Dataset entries
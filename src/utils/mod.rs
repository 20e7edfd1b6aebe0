//! # Utility module
//!
//! - `url` - base URL resolution and scheme detection

pub mod url;

// Re-export commonly used items for convenience
pub use url::{is_url_and_has_protocol, resolve_url, Url};
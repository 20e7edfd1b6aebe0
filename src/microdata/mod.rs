//! The microdata model over a parsed HTML document
//!
//! - `document`: the indexed document and top-level item discovery
//! - `element`: per-element microdata attributes and property values
//! - `properties`: property collection of an item
//! - `node_list`: properties sharing one name
//! - `serializer`: conversion into the `{ "items": [...] }` structure

pub mod document;
pub mod element;
pub mod node_list;
pub mod properties;
pub mod serializer;

pub use document::{MicrodataDocument, NodeId, TypeNames};
pub use element::{AttributeValue, Element, ItemValue, MicrodataAttribute, MicrodataElement};
pub use node_list::PropertyNodeList;
pub use properties::{PropertiesCollection, PropertyEntry, PropertyKey};
pub use serializer::{Item, Microdata, PropertyValue};
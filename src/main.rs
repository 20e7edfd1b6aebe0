use std::fs;
use std::process;

use clap::{ArgAction, Parser};
use tracing::Level;

use microdata::core::{
    extract_microdata_from_target, print_error_message, print_info_message, MicrodataOptions,
    MicrodataResult,
};
use microdata::env::EnvConfig;

#[derive(Parser, Debug)]
#[command(name = "microdata")]
#[command(version)]
#[command(about = "Extracts HTML microdata items as JSON", long_about = None)]
struct Cli {
    /// HTML file to read, or `-` for stdin
    #[arg(value_name = "TARGET")]
    target: Option<String>,

    /// Base URL for relative URL properties [env: MICRODATA_BASE_URL]
    #[arg(short = 'b', long, value_name = "URL")]
    base_url: Option<String>,

    /// Character encoding of the input
    #[arg(short = 'e', long, value_name = "LABEL")]
    encoding: Option<String>,

    /// Only output items carrying this type (repeatable)
    #[arg(short = 't', long = "type", value_name = "TYPE")]
    types: Vec<String>,

    /// Pretty-print the JSON output
    #[arg(short, long)]
    pretty: bool,

    /// Write the JSON to a file instead of stdout
    #[arg(short, long, value_name = "FILE")]
    output: Option<String>,

    /// Suppress log output
    #[arg(short, long)]
    silent: bool,

    /// Increase log verbosity (-v debug, -vv trace)
    #[arg(short, long, action = ArgAction::Count)]
    verbose: u8,

    /// Ignore `<base href>` when resolving relative URLs
    #[arg(long)]
    no_base_element: bool,
}

impl Cli {
    fn options(&self, config: &EnvConfig) -> MicrodataOptions {
        let mut options = MicrodataOptions::from(config);
        if self.base_url.is_some() {
            options.base_url = self.base_url.clone();
        }
        options.encoding = self.encoding.clone();
        options.types = self.types.clone();
        options.pretty = self.pretty;
        options.use_base_element = !self.no_base_element;
        options
    }

    fn log_level(&self, config: &EnvConfig) -> Level {
        match self.verbose {
            // EnvConfig has already validated the name
            0 => config.log_level.parse().unwrap_or(Level::WARN),
            1 => Level::DEBUG,
            _ => Level::TRACE,
        }
    }
}

fn init_logging(cli: &Cli, config: &EnvConfig) {
    if cli.silent {
        return;
    }

    let _ = tracing_subscriber::fmt()
        .with_writer(std::io::stderr)
        .with_max_level(cli.log_level(config))
        .with_ansi(!config.no_color)
        .with_target(false)
        .try_init();
}

fn run(cli: &Cli) -> MicrodataResult<()> {
    let config = EnvConfig::from_env()?;
    init_logging(cli, &config);

    let options = cli.options(&config);
    let microdata = extract_microdata_from_target(cli.target.as_deref(), &options)?;
    let json = microdata.to_json(options.pretty)?;

    match &cli.output {
        Some(path) if path != "-" => {
            fs::write(path, format!("{json}\n"))?;
            tracing::info!("Wrote {} item(s) to {path}", microdata.items.len());
        }
        _ => print_info_message(&json),
    }

    Ok(())
}

fn main() {
    let cli = Cli::parse();

    if let Err(error) = run(&cli) {
        print_error_message(&format!("Error: {error}"));
        process::exit(1);
    }
}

## Exercise description:
Repeat exactly, and only, the lines from the line containing "fn run(cli: &Cli)" through the last line of the records above, both included.

## Written reply:
fn run(cli: &Cli) -> MicrodataResult<()> {
    let config = EnvConfig::from_env()?;
    init_logging(cli, &config);

    let options = cli.options(&config);
    let microdata = extract_microdata_from_target(cli.target.as_deref(), &options)?;
    let json = microdata.to_json(options.pretty)?;

    match &cli.output {
        Some(path) if path != "-" => {
            fs::write(path, format!("{json}\n"))?;
            tracing::info!("Wrote {} item(s) to {path}", microdata.items.len());
        }
        _ => print_info_message(&json),
    }

    Ok(())
}

fn main() {
    let cli = Cli::parse();

    if let Err(error) = run(&cli) {
        print_error_message(&format!("Error: {error}"));
        process::exit(1);
    }
}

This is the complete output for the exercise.